It sucks to be treated as if you're nothing, but remember a cheater has no right to put a price on you. Our value is our soul, and be proud to a have a soul. My pastor gave me the green light to use my potty mouth... except at church...hahaha. He's a good pastor and is more disgusted by liars than he is by my salty language.

Hi, Karmita (and All),

I've lurked on SI for a long time, then registered but don't post often. Just saw this part of a post of yours from December, 2014, and hope you don't mind if I add some thoughts...

Since my "event" began two and a half years ago (my XWW left me for her OMM; two families blown up ), I've spent a lot of time considering the nature of our "soul." Like you, I chose to be happy even when I didn't know what that would look like. I've grown a lot and continue to find deeper meaning in my life now--to the extent that I'm grateful everything happened the way it did. And I'm continuing my inquiry into, and choices with, how best to do what's right for my soul and new life.

In retrospect, my XWW did me a favor. She did not deserve me. I'm rediscovering and finding things out about myself that I like, and developing new, good things. By leaning into my suffering (i.e., not running from it, but surrendering to and accepting the pain; even "embracing" it in a way) I'm more loving and compassionate than before. My "soul" has been deeply enhanced--I am more grounded, thankful, indeed, happier with my life, than ever. This growth wouldn't have happened without all the pain and suffering I was (and all us BS are) "gifted."

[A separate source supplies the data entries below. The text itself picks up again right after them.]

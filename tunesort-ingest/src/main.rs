//! tunesort-ingest - audio file organizer
//!
//! Copies audio files from a source tree into `dest/<artist>/<title><ext>`,
//! recording every decision in an import ledger so repeated runs only touch
//! new files.

use std::path::PathBuf;

use anyhow::{Context, Result};
use clap::{Args, Parser, Subcommand};
use tracing::info;
use tunesort_common::config::load_toml_config;
use tunesort_common::logging::init_tracing;
use tunesort_ingest::config::resolve_ledger_only;
use tunesort_ingest::{
    ConfigOverrides, ImportLedger, ImportRecord, IngestConfig, OrganizePipeline, RunMode,
};

/// Command-line arguments for tunesort-ingest
#[derive(Parser, Debug)]
#[command(name = "tunesort-ingest")]
#[command(about = "Organize audio files into an artist/title library")]
#[command(version)]
struct Cli {
    /// TOML config file (default: <config dir>/tunesort/config.toml)
    #[arg(short, long, global = true)]
    config: Option<PathBuf>,

    /// Ledger database (default: <dest>/.tunesort/ledger.db)
    #[arg(long, global = true)]
    ledger: Option<PathBuf>,

    /// Verbose logging with per-file stage trail
    #[arg(long, global = true)]
    debug: bool,

    #[command(subcommand)]
    command: Command,
}

#[derive(Subcommand, Debug)]
enum Command {
    /// Copy new files from the source tree into the library
    Organize {
        #[command(flatten)]
        trees: TreeArgs,

        /// Report placements without resolving, copying or writing the ledger
        #[arg(long, conflicts_with = "dry_resolve")]
        dry_run: bool,

        /// Query normalization services but do not copy or write the ledger
        #[arg(long)]
        dry_resolve: bool,

        /// Print the run summary as JSON
        #[arg(long)]
        json: bool,
    },
    /// Mark every file in the source tree as already handled
    Seed {
        #[command(flatten)]
        trees: TreeArgs,
    },
    /// Remove the markers written by `seed`
    Cleanup {
        /// Library root, used to locate the ledger
        #[arg(short, long)]
        dest: Option<PathBuf>,
    },
    /// Show ledger counts
    Stats {
        /// Library root, used to locate the ledger
        #[arg(short, long)]
        dest: Option<PathBuf>,
    },
    /// List ledger entries, optionally filtered by artist or title
    List {
        /// Substring of the artist or title
        #[arg(long)]
        search: Option<String>,

        /// Library root, used to locate the ledger
        #[arg(short, long)]
        dest: Option<PathBuf>,
    },
    /// Delete one ledger entry so its file is processed again
    Forget {
        /// Entry id as shown by `list`
        id: i64,

        /// Library root, used to locate the ledger
        #[arg(short, long)]
        dest: Option<PathBuf>,
    },
}

#[derive(Args, Debug)]
struct TreeArgs {
    /// Source tree to scan
    #[arg(short, long)]
    source: Option<PathBuf>,

    /// Library root receiving the copies
    #[arg(short, long)]
    dest: Option<PathBuf>,
}

#[tokio::main]
async fn main() -> Result<()> {
    let cli = Cli::parse();

    let loaded = load_toml_config(cli.config.as_deref()).context("Failed to load config")?;
    init_tracing(&loaded.toml.logging, cli.debug).context("Failed to initialize logging")?;

    info!("Starting tunesort-ingest v{}", env!("CARGO_PKG_VERSION"));
    loaded.log_source();
    let toml = loaded.toml;

    match cli.command {
        Command::Organize {
            trees,
            dry_run,
            dry_resolve,
            json,
        } => {
            let overrides = overrides(trees, cli.ledger);
            let config = IngestConfig::resolve(&overrides, &toml)?;
            let mode = RunMode {
                dry_run,
                dry_resolve,
                debug: cli.debug,
            };

            let pipeline = OrganizePipeline::open(config, mode)
                .await
                .context("Failed to open ledger")?;
            let summary = pipeline.run().await?;
            pipeline.ledger().close().await;

            if json {
                println!("{}", serde_json::to_string_pretty(&summary)?);
            } else {
                println!("{}", summary.display_string());
            }
        }
        Command::Seed { trees } => {
            let overrides = overrides(trees, cli.ledger);
            let config = IngestConfig::resolve(&overrides, &toml)?;

            let pipeline = OrganizePipeline::open(config, RunMode::default())
                .await
                .context("Failed to open ledger")?;
            let report = pipeline.bulk_seed().await?;
            pipeline.ledger().close().await;

            println!(
                "Seeded {} audio and {} other files ({} already in ledger)",
                report.seeded_audio, report.seeded_non_audio, report.already_known
            );
        }
        Command::Cleanup { dest } => {
            let ledger = open_ledger(dest, cli.ledger, &toml).await?;
            let removed = ledger.cleanup_bulk().await?;
            ledger.close().await;

            println!("Removed {} bulk-import markers", removed);
        }
        Command::Stats { dest } => {
            let ledger = open_ledger(dest, cli.ledger, &toml).await?;
            let stats = ledger.stats().await?;
            ledger.close().await;

            println!("{}", stats.display_string());
        }
        Command::List { search, dest } => {
            let ledger = open_ledger(dest, cli.ledger, &toml).await?;
            let records = match search.as_deref() {
                Some(term) => ledger.search(term).await?,
                None => ledger.all().await?,
            };
            ledger.close().await;

            if records.is_empty() {
                println!("No entries found.");
            }
            for record in &records {
                println!("{}", format_record(record));
            }
        }
        Command::Forget { id, dest } => {
            let ledger = open_ledger(dest, cli.ledger, &toml).await?;
            let record = ledger.get(id).await?;
            let removed = ledger.delete(id).await?;
            ledger.close().await;

            match record {
                Some(record) if removed => println!("Removed {}", format_record(&record)),
                _ => anyhow::bail!("No ledger entry with id {}", id),
            }
        }
    }

    Ok(())
}

fn format_record(record: &ImportRecord) -> String {
    format!(
        "{:>6}  {}  {} - {}  ->  {}  ({})",
        record.id,
        record.original_name,
        record.ai_artist,
        record.ai_title,
        record.storage_path,
        record.date_added
    )
}

fn overrides(trees: TreeArgs, ledger: Option<PathBuf>) -> ConfigOverrides {
    ConfigOverrides {
        source_root: trees.source,
        dest_root: trees.dest,
        ledger_path: ledger,
    }
}

async fn open_ledger(
    dest: Option<PathBuf>,
    ledger: Option<PathBuf>,
    toml: &tunesort_common::config::TomlConfig,
) -> Result<ImportLedger> {
    let overrides = ConfigOverrides {
        source_root: None,
        dest_root: dest,
        ledger_path: ledger,
    };
    let path = resolve_ledger_only(&overrides, toml)?;
    info!("Ledger: {}", path.display());

    ImportLedger::open(&path)
        .await
        .with_context(|| format!("Failed to open ledger {}", path.display()))
}
//! Audio metadata extraction
//!
//! Extracts title, artist, album and date from the tags natively present in
//! a file. Never fails outward: an unreadable container yields an empty mapping.

use crate::tags::{EmbeddedTags, LoftyTagIo, TagIo};
use std::path::Path;
use std::sync::Arc;

/// Metadata extractor service
#[derive(Clone)]
pub struct MetadataExtractor {
    tag_io: Arc<dyn TagIo>,
}

impl MetadataExtractor {
    /// Create extractor over the given tag reader
    pub fn new(tag_io: Arc<dyn TagIo>) -> Self {
        Self { tag_io }
    }

    /// Extract embedded fields from an audio file
    ///
    /// Side-effect free. Corrupt or unsupported containers are logged and
    /// produce `EmbeddedTags::default()`.
    pub fn extract(&self, file_path: &Path) -> EmbeddedTags {
        match self.tag_io.read(file_path) {
            Ok(tags) => {
                tracing::debug!(
                    file = %file_path.display(),
                    artist = ?tags.artist,
                    title = ?tags.title,
                    album = ?tags.album,
                    date = ?tags.date,
                    "Extracted metadata"
                );
                tags
            }
            Err(e) => {
                tracing::debug!(
                    file = %file_path.display(),
                    error = %e,
                    "Metadata extraction failed, continuing without tags"
                );
                EmbeddedTags::default()
            }
        }
    }
}

impl Default for MetadataExtractor {
    fn default() -> Self {
        Self::new(Arc::new(LoftyTagIo::new()))
    }
}
//! String normalization
//!
//! Two separate normalizations are kept apart on purpose:
//! - [`identity_key`] produces a comparison key (ledger lookups, duplicate titles)
//! - [`sanitize_for_path`] produces a filesystem-safe name (destination paths)
//!
//! A sanitized name is never compared, and an identity key is never written to disk.

use unicode_normalization::UnicodeNormalization;

/// Characters that cannot appear in a file or directory name on common filesystems
const ILLEGAL_PATH_CHARS: [char; 9] = ['\\', '/', ':', '*', '?', '"', '<', '>', '|'];

/// Separator between collaborating artists in an artist field
pub const ARTIST_SEPARATOR: char = ';';

/// Build the comparison key for a string
///
/// Applies NFKD decomposition and lower-casing, collapses runs of whitespace,
/// dashes and underscores to a single space, drops everything outside
/// `[a-z0-9 ]` and trims. The result is stable: `identity_key(identity_key(x)) == identity_key(x)`.
///
/// Scripts with no ASCII decomposition (CJK, Cyrillic, ...) reduce to an empty key.
/// Callers must treat an empty key as "no identity" rather than as a match.
pub fn identity_key(s: &str) -> String {
    let mut key = String::with_capacity(s.len());
    let mut pending_space = false;

    for c in s.nfkd().flat_map(char::to_lowercase) {
        if c.is_whitespace() || is_dash(c) || c == '_' {
            pending_space = true;
        } else if c.is_ascii_lowercase() || c.is_ascii_digit() {
            if pending_space && !key.is_empty() {
                key.push(' ');
            }
            pending_space = false;
            key.push(c);
        }
    }

    key
}

fn is_dash(c: char) -> bool {
    matches!(c, '-' | '\u{2010}'..='\u{2015}' | '\u{2212}')
}

/// Make a string safe to use as a single file or directory name
///
/// Removes `\ / : * ? " < > |` and control characters, then trims surrounding whitespace.
pub fn sanitize_for_path(s: &str) -> String {
    s.chars()
        .filter(|c| !ILLEGAL_PATH_CHARS.contains(c) && !c.is_control())
        .collect::<String>()
        .trim()
        .to_string()
}

/// First collaborator of a `;`-separated artist field, if any
///
/// `"23HOURS; FRIO; EDDY"` → `Some("23HOURS")`
pub fn primary_artist(artist: &str) -> Option<&str> {
    artist
        .split(ARTIST_SEPARATOR)
        .map(str::trim)
        .find(|a| !a.is_empty())
}

/// All collaborators of a `;`-separated artist field, in order, without blanks
pub fn split_artists(artists: &str) -> Vec<String> {
    artists
        .split(ARTIST_SEPARATOR)
        .map(str::trim)
        .filter(|a| !a.is_empty())
        .map(str::to_string)
        .collect()
}

/// Unicode NFC form, lower-cased; used for exact filename variant matching
pub fn nfc_lower(s: &str) -> String {
    s.nfc().collect::<String>().to_lowercase()
}
//! Configuration resolution for tunesort-ingest
//!
//! Combines CLI overrides, environment variables and the TOML file into one
//! immutable [`IngestConfig`] handed to the pipeline.

use std::path::{Path, PathBuf};
use tunesort_common::config::{
    default_ledger_path, resolve_path, resolve_threshold, ServiceConfig, TomlConfig,
    DEFAULT_FUZZY_THRESHOLD, DEFAULT_UNSORTED_DIR, ENV_DEST, ENV_LEDGER, ENV_SOURCE,
};
use tunesort_common::{Error, Result};

/// Values supplied on the command line
#[derive(Debug, Clone, Default)]
pub struct ConfigOverrides {
    pub source_root: Option<PathBuf>,
    pub dest_root: Option<PathBuf>,
    pub ledger_path: Option<PathBuf>,
}

/// Fully resolved settings for one run
#[derive(Debug, Clone)]
pub struct IngestConfig {
    pub source_root: PathBuf,
    pub dest_root: PathBuf,
    pub ledger_path: PathBuf,
    pub fuzzy_threshold: f64,
    pub unsorted_dir_name: String,
    /// Normalization services in chain order (disabled entries included)
    pub services: Vec<ServiceConfig>,
}

impl IngestConfig {
    /// Defaults for the given trees: ledger inside the destination, no services
    pub fn new(source_root: impl Into<PathBuf>, dest_root: impl Into<PathBuf>) -> Self {
        let dest_root = dest_root.into();
        Self {
            source_root: source_root.into(),
            ledger_path: default_ledger_path(&dest_root),
            dest_root,
            fuzzy_threshold: DEFAULT_FUZZY_THRESHOLD,
            unsorted_dir_name: DEFAULT_UNSORTED_DIR.to_string(),
            services: Vec::new(),
        }
    }

    /// Resolve every setting: CLI → environment → TOML → default
    pub fn resolve(overrides: &ConfigOverrides, toml: &TomlConfig) -> Result<Self> {
        let source_root = resolve_path(
            overrides.source_root.as_deref(),
            ENV_SOURCE,
            toml.source_root.as_deref(),
        )
        .ok_or_else(|| {
            Error::Config(format!(
                "Source folder not configured (use --source, {} or source_root in config)",
                ENV_SOURCE
            ))
        })?;

        let dest_root = resolve_dest_root(overrides, toml)?;
        let ledger_path = resolve_ledger_path(overrides, toml, &dest_root);

        let fuzzy_threshold = resolve_threshold(toml.fuzzy_threshold)?;

        let unsorted_dir_name = toml
            .unsorted_dir_name
            .as_deref()
            .map(str::trim)
            .filter(|name| !name.is_empty())
            .unwrap_or(DEFAULT_UNSORTED_DIR)
            .to_string();

        Ok(Self {
            source_root,
            dest_root,
            ledger_path,
            fuzzy_threshold,
            unsorted_dir_name,
            services: toml.services.clone(),
        })
    }
}

fn resolve_dest_root(overrides: &ConfigOverrides, toml: &TomlConfig) -> Result<PathBuf> {
    resolve_path(
        overrides.dest_root.as_deref(),
        ENV_DEST,
        toml.dest_root.as_deref(),
    )
    .ok_or_else(|| {
        Error::Config(format!(
            "Destination folder not configured (use --dest, {} or dest_root in config)",
            ENV_DEST
        ))
    })
}

fn resolve_ledger_path(overrides: &ConfigOverrides, toml: &TomlConfig, dest_root: &Path) -> PathBuf {
    resolve_path(
        overrides.ledger_path.as_deref(),
        ENV_LEDGER,
        toml.ledger_path.as_deref(),
    )
    .unwrap_or_else(|| default_ledger_path(dest_root))
}

/// Ledger location for ledger-only commands (cleanup, stats)
///
/// Needs either an explicit ledger path or a destination to derive it from.
pub fn resolve_ledger_only(overrides: &ConfigOverrides, toml: &TomlConfig) -> Result<PathBuf> {
    if let Some(path) = resolve_path(
        overrides.ledger_path.as_deref(),
        ENV_LEDGER,
        toml.ledger_path.as_deref(),
    ) {
        return Ok(path);
    }

    let dest_root = resolve_dest_root(overrides, toml)?;
    Ok(default_ledger_path(&dest_root))
}
//! Embedded tag I/O
//!
//! Reading and writing of artist/title fields inside audio containers, via `lofty`.
//! The [`TagIo`] trait is the seam the pipeline depends on; [`LoftyTagIo`] is the
//! production implementation.

use lofty::config::WriteOptions;
use lofty::file::{AudioFile, TaggedFileExt};
use lofty::id3::v2::Id3v2Tag;
use lofty::probe::Probe;
use lofty::tag::{Accessor, ItemKey, ItemValue, Tag, TagExt, TagItem, TagType};
use std::borrow::Cow;
use std::path::Path;
use thiserror::Error;

/// Vorbis/APE field, and ID3v2 `TXXX` description, holding the full collaborator list
const ARTISTS_FIELD: &str = "ARTISTS";

/// Joins the collaborator list inside the single ID3v2 `TXXX:ARTISTS` frame
const ID3V2_ARTISTS_SEPARATOR: &str = "; ";

/// Tag I/O errors
#[derive(Debug, Error)]
pub enum TagError {
    /// Container could not be opened or parsed
    #[error("Failed to read tags: {0}")]
    Read(String),

    /// Tags could not be saved back to the container
    #[error("Failed to write tags: {0}")]
    Write(String),

    /// Container does not accept a tag of any kind
    #[error("No writable tag in {0}")]
    NoTag(String),
}

/// Fields natively present in a container's tags
///
/// Blank values are normalized to `None`.
#[derive(Debug, Clone, Default, PartialEq, Eq)]
pub struct EmbeddedTags {
    pub title: Option<String>,
    pub artist: Option<String>,
    pub album: Option<String>,
    /// Recording date, or the year when only that is present
    pub date: Option<String>,
}

impl EmbeddedTags {
    pub fn is_empty(&self) -> bool {
        self.title.is_none() && self.artist.is_none() && self.album.is_none() && self.date.is_none()
    }

    /// Both artist and title are present
    pub fn artist_and_title(&self) -> Option<(&str, &str)> {
        match (self.artist.as_deref(), self.title.as_deref()) {
            (Some(artist), Some(title)) => Some((artist, title)),
            _ => None,
        }
    }
}

/// What a successful tag rewrite did
#[derive(Debug, Clone, PartialEq, Eq)]
pub struct TagWriteReport {
    /// Tag format that received the fields
    pub tag_type: String,
    /// Whether the collaborator list was stored in its own field
    pub multi_artist: bool,
    /// Collaborators the container had no room for
    pub unsupported_collaborators: Vec<String>,
}

/// Read/write access to embedded tags
pub trait TagIo: Send + Sync {
    /// Read the natively present fields
    fn read(&self, path: &Path) -> Result<EmbeddedTags, TagError>;

    /// Rewrite artist/title
    ///
    /// `artists[0]` is the primary artist. The full list goes into a separate
    /// field when the container supports one.
    fn write_artist_title(
        &self,
        path: &Path,
        artists: &[String],
        title: &str,
    ) -> Result<TagWriteReport, TagError>;
}

/// `lofty`-backed tag I/O
#[derive(Debug, Default, Clone, Copy)]
pub struct LoftyTagIo;

impl LoftyTagIo {
    pub fn new() -> Self {
        Self
    }
}

/// Tags with a free-form field for the full collaborator list
fn supports_multiple_artists(tag_type: TagType) -> bool {
    matches!(tag_type, TagType::VorbisComments | TagType::Ape | TagType::Id3v2)
}

fn non_blank(value: Option<Cow<'_, str>>) -> Option<String> {
    value
        .map(|v| v.trim().to_string())
        .filter(|v| !v.is_empty())
}

impl TagIo for LoftyTagIo {
    fn read(&self, path: &Path) -> Result<EmbeddedTags, TagError> {
        let tagged_file = Probe::open(path)
            .map_err(|e| TagError::Read(e.to_string()))?
            .read()
            .map_err(|e| TagError::Read(e.to_string()))?;

        let Some(tag) = tagged_file.primary_tag().or_else(|| tagged_file.first_tag()) else {
            return Ok(EmbeddedTags::default());
        };

        let date = tag
            .get_string(&ItemKey::RecordingDate)
            .map(|d| d.trim().to_string())
            .filter(|d| !d.is_empty())
            .or_else(|| tag.year().map(|y| y.to_string()));

        Ok(EmbeddedTags {
            title: non_blank(tag.title()),
            artist: non_blank(tag.artist()),
            album: non_blank(tag.album()),
            date,
        })
    }

    fn write_artist_title(
        &self,
        path: &Path,
        artists: &[String],
        title: &str,
    ) -> Result<TagWriteReport, TagError> {
        let Some(primary) = artists.first() else {
            return Err(TagError::Write("no artist to write".to_string()));
        };

        let mut tagged_file = Probe::open(path)
            .map_err(|e| TagError::Read(e.to_string()))?
            .read()
            .map_err(|e| TagError::Read(e.to_string()))?;

        let tag_type = tagged_file.primary_tag_type();
        if tagged_file.primary_tag().is_none() {
            tagged_file.insert_tag(Tag::new(tag_type));
        }
        let tag = tagged_file
            .primary_tag_mut()
            .ok_or_else(|| TagError::NoTag(path.display().to_string()))?;

        tag.set_title(title.to_string());
        tag.set_artist(primary.clone());

        let multi_artist = supports_multiple_artists(tag_type);
        let mut id3v2_tag = None;
        match tag_type {
            TagType::Id3v2 => id3v2_tag = Some(tag.clone()),
            _ if multi_artist => {
                let key = ItemKey::Unknown(ARTISTS_FIELD.to_string());
                tag.remove_key(&key);
                for artist in artists {
                    tag.push(TagItem::new(key.clone(), ItemValue::Text(artist.clone())));
                }
            }
            _ => {}
        }
        let unsupported_collaborators = if multi_artist {
            Vec::new()
        } else {
            artists[1..].to_vec()
        };

        tagged_file
            .save_to_path(path, WriteOptions::default())
            .map_err(|e| TagError::Write(e.to_string()))?;

        // The generic tag has no TXXX mapping, so the frame goes through the concrete tag
        if let Some(tag) = id3v2_tag {
            let mut id3v2 = Id3v2Tag::from(tag);
            id3v2.insert_user_text(
                ARTISTS_FIELD.to_string(),
                artists.join(ID3V2_ARTISTS_SEPARATOR),
            );
            id3v2
                .save_to_path(path, WriteOptions::default())
                .map_err(|e| TagError::Write(e.to_string()))?;
        }

        Ok(TagWriteReport {
            tag_type: format!("{:?}", tag_type),
            multi_artist,
            unsupported_collaborators,
        })
    }
}

#[cfg(test)]
mod tests {
    use super::*;
    use hound::{WavSpec, WavWriter};
    use lofty::config::ParseOptions;
    use lofty::iff::wav::WavFile;

    /// Short silent WAV carrying an ID3v2 tag
    fn write_tagged_wav(path: &Path, artist: &str, title: &str) {
        let spec = WavSpec {
            channels: 1,
            sample_rate: 8000,
            bits_per_sample: 16,
            sample_format: hound::SampleFormat::Int,
        };
        let mut writer = WavWriter::create(path, spec).unwrap();
        for _ in 0..800 {
            writer.write_sample(0i16).unwrap();
        }
        writer.finalize().unwrap();

        let mut tagged_file = Probe::open(path).unwrap().read().unwrap();
        let mut tag = Id3v2Tag::default();
        tag.set_artist(artist.to_string());
        tag.set_title(title.to_string());
        tag.set_album("Singles".to_string());
        tagged_file.insert_tag(tag.into());
        tagged_file.save_to_path(path, WriteOptions::default()).unwrap();
    }

    #[test]
    fn test_read_embedded_tags() {
        let dir = tempfile::tempdir().unwrap();
        let path = dir.path().join("track.wav");
        write_tagged_wav(&path, "ACRAZE", "Do It To It");

        let tags = LoftyTagIo::new().read(&path).unwrap();
        assert_eq!(tags.artist.as_deref(), Some("ACRAZE"));
        assert_eq!(tags.title.as_deref(), Some("Do It To It"));
        assert_eq!(tags.album.as_deref(), Some("Singles"));
        assert_eq!(tags.artist_and_title(), Some(("ACRAZE", "Do It To It")));
    }

    #[test]
    fn test_read_unparseable_file_is_error() {
        let dir = tempfile::tempdir().unwrap();
        let path = dir.path().join("broken.mp3");
        std::fs::write(&path, b"not really an mp3").unwrap();

        assert!(LoftyTagIo::new().read(&path).is_err());
    }

    fn read_wav_id3v2(path: &Path) -> Id3v2Tag {
        let mut file = std::fs::File::open(path).unwrap();
        let wav = WavFile::read_from(&mut file, ParseOptions::new()).unwrap();
        wav.id3v2().cloned().unwrap()
    }

    #[test]
    fn test_write_id3v2_stores_collaborators_in_user_text() {
        let dir = tempfile::tempdir().unwrap();
        let path = dir.path().join("track.wav");
        write_tagged_wav(&path, "art", "belgisches viertel");

        let artists = vec!["23HOURS".to_string(), "FRIO".to_string(), "EDDY".to_string()];
        let report = LoftyTagIo::new()
            .write_artist_title(&path, &artists, "Belgisches Viertel")
            .unwrap();

        assert_eq!(report.tag_type, "Id3v2");
        assert!(report.multi_artist);
        assert!(report.unsupported_collaborators.is_empty());

        let tags = LoftyTagIo::new().read(&path).unwrap();
        assert_eq!(tags.artist.as_deref(), Some("23HOURS"));
        assert_eq!(tags.title.as_deref(), Some("Belgisches Viertel"));
        assert_eq!(tags.album.as_deref(), Some("Singles"));

        let id3v2 = read_wav_id3v2(&path);
        assert_eq!(id3v2.get_user_text("ARTISTS"), Some("23HOURS; FRIO; EDDY"));
    }

    #[test]
    fn test_rewrite_replaces_collaborator_frame() {
        let dir = tempfile::tempdir().unwrap();
        let path = dir.path().join("track.wav");
        write_tagged_wav(&path, "a", "b");

        let io = LoftyTagIo::new();
        let first = vec!["Daft Punk".to_string(), "Pharrell Williams".to_string()];
        io.write_artist_title(&path, &first, "Get Lucky").unwrap();
        io.write_artist_title(&path, &["Daft Punk".to_string()], "Get Lucky")
            .unwrap();

        let id3v2 = read_wav_id3v2(&path);
        assert_eq!(id3v2.get_user_text("ARTISTS"), Some("Daft Punk"));
    }

    #[test]
    fn test_single_field_tags() {
        assert!(supports_multiple_artists(TagType::VorbisComments));
        assert!(supports_multiple_artists(TagType::Ape));
        assert!(supports_multiple_artists(TagType::Id3v2));
        assert!(!supports_multiple_artists(TagType::Mp4Ilst));
        assert!(!supports_multiple_artists(TagType::RiffInfo));
        assert!(!supports_multiple_artists(TagType::Id3v1));
    }

    #[test]
    fn test_write_without_artist_fails() {
        let dir = tempfile::tempdir().unwrap();
        let path = dir.path().join("track.wav");
        write_tagged_wav(&path, "a", "b");

        assert!(LoftyTagIo::new().write_artist_title(&path, &[], "b").is_err());
    }

    #[test]
    fn test_embedded_tags_helpers() {
        let mut tags = EmbeddedTags::default();
        assert!(tags.is_empty());
        assert_eq!(tags.artist_and_title(), None);

        tags.artist = Some("Artist".to_string());
        assert!(!tags.is_empty());
        assert_eq!(tags.artist_and_title(), None);
    }
}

We are better off without partners who betray and/or leave us! We took our vows seriously; they, because of their brokenness (or whatever), were unable to. The result is that I got to have all this growth. She, on the other hand, will reap all the consequences that inevitably and ineluctably flow from evil, pernicious--soul damaging--choices. I wouldn't want to be in her shoes for ANYTHING. My integrity, virtue--indeed, soul--is intact... They are the foundations of my new life.

Not that I'm done with this journey; I'm still on it. It has given me great gifts and pointed me to work with deep, long-term FOO issues I thought I'd resolved long ago. I'm a work in progress; maybe we all are.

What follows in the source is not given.